Des plans peuvent parfois s’imposer d’eux-mêmes, mais dans la majorité des cas, et en opposition à la biographie, nous ne commençons jamais par la naissance, par exemple. Nous, on va plutôt commencer par une introduction hyper forte qui va tout de suite poser le cadre. On se permet ensuite des flashbacks, pour revenir sur des éléments antérieurs, les influences familiales si elles ont compté, le passif professionnel s’il a eu un impact sur l’activité actuelle du client, et puis des éléments de la vie personnelle – sinon, cela perd en intérêt et en chaleur. On va relier ce qui se passe dans la vie privée du client et qui va nourrir, valoriser ce que nos clients ne pensent pas forcément à dire sur eux en tant que professionnels. Toutes ces choses, qui ne sont pas forcément visibles, devront être croisées dans le portrait. Il y a des portraits où l’on sent que la thématique est tellement forte qu’on peut se permettre de faire vraiment différent. Je me souviens d’un professionnel qui est aussi un pianiste dans sa vie privée : j’ai trouvé que cette facette-là le définissait beaucoup plus que son métier en tant que tel. Donc j’ai commencé chaque paragraphe comme le déroulé d’une partition de musique. On peut faire cela quand on sent qu’artistiquement cela marche, et sert le portrait d’un point de vue structurel.
Je comprends que vous gardez une certaine liberté sur votre style et le choix du portrait que vous allez faire. Comment abordez-vous la conclusion, la fin d’un portrait ?
Pour moi, la conclusion doit donner une sensation de bien-être. On est généralement face à des personnes alignées avec ce qu’elles sont, qui elles sont, et qui veulent vraiment revenir sur le fait que tout converge vers le projet dans lequel elles sont, donc j’essaie de relier toutes les thématiques disséminées et qui attestent que tout est en place pour que la personne s’éclate dans ce qu’elle fait. Il y a différentes façons d’arriver à la conclusion, mais quoi qu’il en soit, on vise souvent une conclusion positive, qui n’amène pas à une autre problématique à traiter.
Quel est le fil rouge entre tous les portraits ?
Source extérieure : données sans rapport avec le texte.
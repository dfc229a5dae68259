pub(crate) use std::io::{Read, Seek, Write};
pub(crate) use std::ops::Deref;

pub(crate) use byteorder::{BigEndian, ReadBytesExt, WriteBytesExt};
pub(crate) use tracing::debug;

pub(crate) use crate::util::{scale_duration, SeekExt, TextReadExt, TextWriteExt};
pub(crate) use crate::ErrorKind;

use crate::{MediaInfo, Tag};

pub use data::Data;
pub use ident::*;
pub use metaitem::MetaItem;

pub(crate) use co64::*;
pub(crate) use dinf::*;
pub(crate) use dref::*;
pub(crate) use ftyp::*;
pub(crate) use hdlr::*;
pub(crate) use head::*;
pub(crate) use ilst::*;
pub(crate) use mdat::*;
pub(crate) use mdia::*;
pub(crate) use meta::*;
pub(crate) use minf::*;
pub(crate) use moov::*;
pub(crate) use mp4a::*;
pub(crate) use mvhd::*;
pub(crate) use stbl::*;
pub(crate) use stco::*;
pub(crate) use stsd::*;
pub(crate) use text::*;
pub(crate) use trak::*;
pub(crate) use udta::*;
pub(crate) use url::*;
pub(crate) use visual::*;

/// A module for working with identifiers.
pub mod ident;

mod co64;
mod data;
mod dinf;
mod dref;
mod ftyp;
mod hdlr;
mod head;
mod ilst;
mod mdat;
mod mdia;
mod meta;
mod metaitem;
mod minf;
mod moov;
mod mp4a;
mod mvhd;
mod stbl;
mod stco;
mod stsd;
mod text;
mod trak;
mod udta;
mod url;
mod visual;

/// Configuration of a parser traversal.
///
/// The four constructors correspond to the traversal policies of the parser: a head-only scan,
/// the metadata item list, the item list plus movie and codec properties, and everything
/// including the chunk offset tables.
#[derive(Clone, Debug, Eq, PartialEq)]
pub struct ReadConfig {
    /// Whether to read the metadata item list.
    pub read_item_list: bool,
    /// Whether to read movie and codec level properties (`mvhd`, `hdlr`, `stsd`).
    pub read_properties: bool,
    /// Whether to collect the chunk offset tables (`stco`, `co64`).
    pub read_chunk_offsets: bool,
    /// Whether artwork image data is read or skipped.
    pub read_image_data: bool,
}

impl Default for ReadConfig {
    fn default() -> Self {
        Self::tag_and_properties()
    }
}

impl ReadConfig {
    /// A head-only traversal recording atom bounds and the `mdat` byte range.
    pub const fn headers_only() -> Self {
        Self {
            read_item_list: false,
            read_properties: false,
            read_chunk_offsets: false,
            read_image_data: false,
        }
    }

    /// Reads the metadata item list and the `mdat` byte range.
    pub const fn tag() -> Self {
        Self {
            read_item_list: true,
            read_properties: false,
            read_chunk_offsets: false,
            read_image_data: true,
        }
    }

    /// Reads the metadata item list as well as movie and codec level properties.
    pub const fn tag_and_properties() -> Self {
        Self {
            read_item_list: true,
            read_properties: true,
            read_chunk_offsets: false,
            read_image_data: true,
        }
    }

    /// Additionally collects every chunk offset table.
    pub const fn chunk_offsets() -> Self {
        Self {
            read_item_list: true,
            read_properties: true,
            read_chunk_offsets: true,
            read_image_data: true,
        }
    }
}

/// The state threaded through a traversal: the user configuration and the handler type
/// inherited from the nearest ancestor `hdlr` atom.
#[derive(Clone, Debug)]
pub(crate) struct ParseConfig<'a> {
    pub cfg: &'a ReadConfig,
    pub handler: Option<Fourcc>,
}

impl<'a> ParseConfig<'a> {
    pub fn new(cfg: &'a ReadConfig) -> Self {
        Self { cfg, handler: None }
    }

    /// Returns a configuration propagating the handler type to every atom below.
    pub fn with_handler(&self, handler: Fourcc) -> ParseConfig<'a> {
        ParseConfig { cfg: self.cfg, handler: Some(handler) }
    }
}

pub(crate) trait Atom {
    const FOURCC: Fourcc;
}

pub(crate) trait ParseAtom: Atom + Sized {
    fn parse(
        reader: &mut (impl Read + Seek),
        cfg: &ParseConfig<'_>,
        size: Size,
    ) -> crate::Result<Self> {
        match Self::parse_atom(reader, cfg, size) {
            Ok(a) => Ok(a),
            Err(e) => Err(crate::Error::new(
                e.kind,
                format!("Error reading {}: {}", Self::FOURCC, e.description),
            )),
        }
    }

    fn parse_atom(
        reader: &mut (impl Read + Seek),
        cfg: &ParseConfig<'_>,
        size: Size,
    ) -> crate::Result<Self>;
}

pub(crate) trait WriteAtom: Atom {
    fn write(&self, writer: &mut impl Write) -> crate::Result<()> {
        match self.write_atom(writer) {
            Ok(()) => Ok(()),
            Err(e) => Err(crate::Error::new(
                e.kind,
                format!("Error writing {}: {}", Self::FOURCC, e.description),
            )),
        }
    }

    fn write_head(&self, writer: &mut impl Write) -> crate::Result<()> {
        write_head(writer, Head::from(self.size(), Self::FOURCC))
    }

    fn write_atom(&self, writer: &mut impl Write) -> crate::Result<()>;

    fn size(&self) -> Size;

    fn len(&self) -> u64 {
        self.size().len()
    }
}

pub(crate) trait FindAtom: Atom {
    type Bounds;

    fn find(reader: &mut (impl Read + Seek), size: Size) -> crate::Result<Self::Bounds> {
        match Self::find_atom(reader, size) {
            Ok(b) => Ok(b),
            Err(e) => Err(crate::Error::new(
                e.kind,
                format!("Error finding {}: {}", Self::FOURCC, e.description),
            )),
        }
    }

    fn find_atom(reader: &mut (impl Read + Seek), size: Size) -> crate::Result<Self::Bounds>;
}

/// Walks the children of a container atom whose head was already consumed.
///
/// The callback gets the reader and the child's head and reports whether it consumed the child,
/// anything it declines is skipped. `preamble` is the number of content bytes (e.g. a full atom
/// head) the caller read before the first child. A child declaring a length of 0 extends to the
/// end of the file and terminates the walk without being handed to the callback. The reader
/// always ends up at the container's declared end, and the container's bounds are returned for
/// callers that record them.
pub(crate) fn parse_children<R: Read + Seek>(
    reader: &mut R,
    size: Size,
    fourcc: Fourcc,
    preamble: u64,
    mut child: impl FnMut(&mut R, Head) -> crate::Result<bool>,
) -> crate::Result<AtomBounds> {
    let pos = reader.stream_position()? - preamble - size.head_len();
    let bounds = AtomBounds::new(pos, Head::from(size, fourcc));

    let mut parsed_bytes = preamble;
    while parsed_bytes < size.content_len() {
        let head = parse_head(reader)?;
        if head.until_eof() {
            break;
        }

        if !child(reader, head)? {
            reader.skip(head.content_len() as i64)?;
        }

        parsed_bytes += head.len();
    }

    seek_to_end(reader, &bounds)?;

    Ok(bounds)
}

pub(crate) trait LenOrZero {
    fn len_or_zero(&self) -> u64;
}

impl<T: WriteAtom> LenOrZero for Option<T> {
    fn len_or_zero(&self) -> u64 {
        self.as_ref().map_or(0, |a| a.len())
    }
}

/// The parsed top level structure of a file.
pub(crate) struct Mp4Data {
    pub ftyp: String,
    pub moov: Option<Moov>,
    pub mdat: Option<MdatBounds>,
    /// The fault that stopped the scan, if any. Everything decoded up to it is retained.
    pub fault: Option<crate::Error>,
}

/// Attempts to parse the top level atom structure from the reader.
///
/// The reader has to start with a filetype (`ftyp`) atom, otherwise parsing fails with
/// [`ErrorKind::NoFiletype`]. Only the well known container chain is descended into, any other
/// atom is skipped. An atom declaring a length of 0 occupies the rest of the file and terminates
/// the scan. A fault below the filetype atom does not fail the read, the scan stops and the
/// fault is recorded so the caller can mark the file as corrupt.
pub(crate) fn read_mp4(
    reader: &mut (impl Read + Seek),
    cfg: &ReadConfig,
) -> crate::Result<Mp4Data> {
    let ftyp = Ftyp::parse_next(reader)?;

    let pcfg = ParseConfig::new(cfg);
    let len = reader.remaining_len()?;
    let mut moov = None;
    let mut mdat = None;

    let scan = (|| -> crate::Result<()> {
        let mut parsed_bytes = 0;
        while parsed_bytes < len {
            let head = parse_head(reader)?;

            match head.fourcc() {
                MOVIE => moov = Some(Moov::parse(reader, &pcfg, head.size())?),
                MEDIA_DATA => mdat = Some(Mdat::find(reader, head.size())?),
                _ => reader.skip(head.content_len() as i64)?,
            }

            if head.until_eof() {
                break;
            }
            parsed_bytes += head.len();
        }
        Ok(())
    })();

    Ok(Mp4Data { ftyp, moov, mdat, fault: scan.err() })
}

/// Attempts to read a MPEG-4 metadata tag from the reader.
pub(crate) fn read_tag_from(
    reader: &mut (impl Read + Seek),
    cfg: &ReadConfig,
) -> crate::Result<Tag> {
    let data = read_mp4(reader, cfg)?;
    if let Some(fault) = &data.fault {
        debug!(%fault, "scan stopped early, tag may be incomplete");
    }
    Ok(make_tag(data))
}

/// Builds the tag façade over the parsed structure: movie and codec properties are extracted and
/// the shallowest item list bearing user data atom is selected.
pub(crate) fn make_tag(data: Mp4Data) -> Tag {
    let mut info = MediaInfo::default();
    let mut items = Vec::new();

    if let Some(moov) = data.moov {
        if let Some(mvhd) = &moov.mvhd {
            info.duration = Some(scale_duration(mvhd.timescale, mvhd.duration));
        }
        for trak in &moov.trak {
            let stsd = trak
                .mdia
                .as_ref()
                .and_then(|a| a.minf.as_ref())
                .and_then(|a| a.stbl.as_ref())
                .and_then(|a| a.stsd.as_ref());
            let Some(stsd) = stsd else { continue };

            for entry in &stsd.entries {
                match entry {
                    SampleEntry::Audio(a) => {
                        info.audio.channel_count = Some(a.channel_count);
                        info.audio.sample_size = Some(a.sample_size);
                        info.audio.sample_rate = Some(a.sample_rate);
                        info.audio.max_bitrate = a.max_bitrate;
                        info.audio.avg_bitrate = a.avg_bitrate;
                    }
                    SampleEntry::Visual(v) => {
                        info.video.width = Some(v.width);
                        info.video.height = Some(v.height);
                    }
                    SampleEntry::Text(_) | SampleEntry::Unknown { .. } => (),
                }
            }
        }

        // prefer the user data directly below the movie atom over one nested inside a track
        let udta = match moov.udta {
            Some(u) if u.contains_item_list() => Some(u),
            moov_udta => moov
                .trak
                .into_iter()
                .find_map(|t| t.udta.filter(Udta::contains_item_list))
                .or(moov_udta),
        };

        if let Some(ilst) = udta.and_then(|u| u.meta).and_then(|m| m.ilst) {
            items = ilst.items;
        }
    }

    Tag::new(data.ftyp, info, items)
}

/// The bounds structure used to patch a file in place: every atom on the path from the movie
/// atom down to the item list and the chunk offset tables.
pub(crate) struct FoundMp4 {
    pub moov: Option<MoovBounds>,
    pub mdat_pos: Option<u64>,
}

/// Scans the top level structure recording atom bounds without materializing contents.
pub(crate) fn find_mp4(reader: &mut (impl Read + Seek)) -> crate::Result<FoundMp4> {
    Ftyp::parse_next(reader)?;

    let len = reader.remaining_len()?;
    let mut moov = None;
    let mut mdat_pos = None;
    let mut parsed_bytes = 0;

    while parsed_bytes < len {
        let head = parse_head(reader)?;

        match head.fourcc() {
            MOVIE => moov = Some(Moov::find(reader, head.size())?),
            MEDIA_DATA => mdat_pos = Some(Mdat::find(reader, head.size())?.pos),
            _ => reader.skip(head.content_len() as i64)?,
        }

        if head.until_eof() {
            break;
        }
        parsed_bytes += head.len();
    }

    Ok(FoundMp4 { moov, mdat_pos })
}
Ce que nous voulons défendre, c’est que dans la Maison Trafalgar, il y a une place pour tous les profils et les parcours. Ce n’est pas parce que tu ne viens pas d’un parcours classique que tu n’as pas ta place. Ce n’est pas parce qu’on est dans un contexte professionnel qu’il est interdit de parler de famille, de références culturelles, au contraire tout cela forme un tout. On résonne assez peu avec la mention d’une école ; on n’est pas obligé de s’en tenir à ça. On est beaucoup plus touché par des histoires de vie. Le message se résume au fait que vous pouvez oser vous dévoiler, confier une partie de vous. Vous verrez que c’est précisément avec ces moments-là que ceux qui liront le portrait résonneront. Quand j’ai reçu un tapissier, j’ai vraiment été ému par le début de son histoire. L’enfant qui découvre les ficelles du métier, les couleurs et les odeurs associées qui lui ont donné envie d’en devenir un. L’émotion renforce beaucoup plus le portrait.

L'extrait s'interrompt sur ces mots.